[Opening Information provided section]
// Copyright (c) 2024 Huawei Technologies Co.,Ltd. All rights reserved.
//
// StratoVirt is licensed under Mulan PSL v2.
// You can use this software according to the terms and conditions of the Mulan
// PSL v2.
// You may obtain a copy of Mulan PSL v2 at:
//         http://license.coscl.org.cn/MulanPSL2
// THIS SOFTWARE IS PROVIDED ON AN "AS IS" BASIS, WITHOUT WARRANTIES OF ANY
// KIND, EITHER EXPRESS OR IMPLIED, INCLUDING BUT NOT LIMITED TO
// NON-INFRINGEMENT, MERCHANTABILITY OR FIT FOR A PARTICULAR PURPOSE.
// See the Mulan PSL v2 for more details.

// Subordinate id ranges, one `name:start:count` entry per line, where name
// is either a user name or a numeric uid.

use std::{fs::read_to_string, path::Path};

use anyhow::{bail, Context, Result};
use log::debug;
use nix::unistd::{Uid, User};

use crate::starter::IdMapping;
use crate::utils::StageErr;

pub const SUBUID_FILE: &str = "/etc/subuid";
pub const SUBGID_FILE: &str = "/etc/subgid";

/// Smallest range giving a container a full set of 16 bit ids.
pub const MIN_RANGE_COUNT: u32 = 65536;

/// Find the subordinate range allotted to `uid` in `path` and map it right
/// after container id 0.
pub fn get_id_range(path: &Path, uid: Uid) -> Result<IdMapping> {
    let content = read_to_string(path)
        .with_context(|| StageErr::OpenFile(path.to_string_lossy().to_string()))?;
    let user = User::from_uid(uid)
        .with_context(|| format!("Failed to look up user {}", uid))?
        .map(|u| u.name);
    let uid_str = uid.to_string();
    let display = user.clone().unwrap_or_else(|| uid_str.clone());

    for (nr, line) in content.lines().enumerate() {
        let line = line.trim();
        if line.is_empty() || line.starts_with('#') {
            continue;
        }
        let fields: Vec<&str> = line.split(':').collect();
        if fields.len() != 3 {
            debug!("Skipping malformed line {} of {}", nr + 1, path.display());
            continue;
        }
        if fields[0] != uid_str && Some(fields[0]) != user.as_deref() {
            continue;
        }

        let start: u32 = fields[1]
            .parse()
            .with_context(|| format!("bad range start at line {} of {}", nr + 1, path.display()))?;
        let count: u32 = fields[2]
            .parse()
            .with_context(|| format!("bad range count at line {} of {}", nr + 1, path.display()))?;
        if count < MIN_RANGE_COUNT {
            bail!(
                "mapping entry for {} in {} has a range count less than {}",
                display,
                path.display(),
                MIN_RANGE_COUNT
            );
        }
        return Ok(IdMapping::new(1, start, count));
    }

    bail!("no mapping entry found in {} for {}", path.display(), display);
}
[Closing Information provided section]
**Your task**
Beginning at the line that holds "nr + 1, path.display());", write out word for word each line through the end of the records.

**Task response**
            debug!("Skipping malformed line {} of {}", nr + 1, path.display());
            continue;
        }
        if fields[0] != uid_str && Some(fields[0]) != user.as_deref() {
            continue;
        }

        let start: u32 = fields[1]
            .parse()
            .with_context(|| format!("bad range start at line {} of {}", nr + 1, path.display()))?;
        let count: u32 = fields[2]
            .parse()
            .with_context(|| format!("bad range count at line {} of {}", nr + 1, path.display()))?;
        if count < MIN_RANGE_COUNT {
            bail!(
                "mapping entry for {} in {} has a range count less than {}",
                display,
                path.display(),
                MIN_RANGE_COUNT
            );
        }
        return Ok(IdMapping::new(1, start, count));
    }

    bail!("no mapping entry found in {} for {}", path.display(), display);
}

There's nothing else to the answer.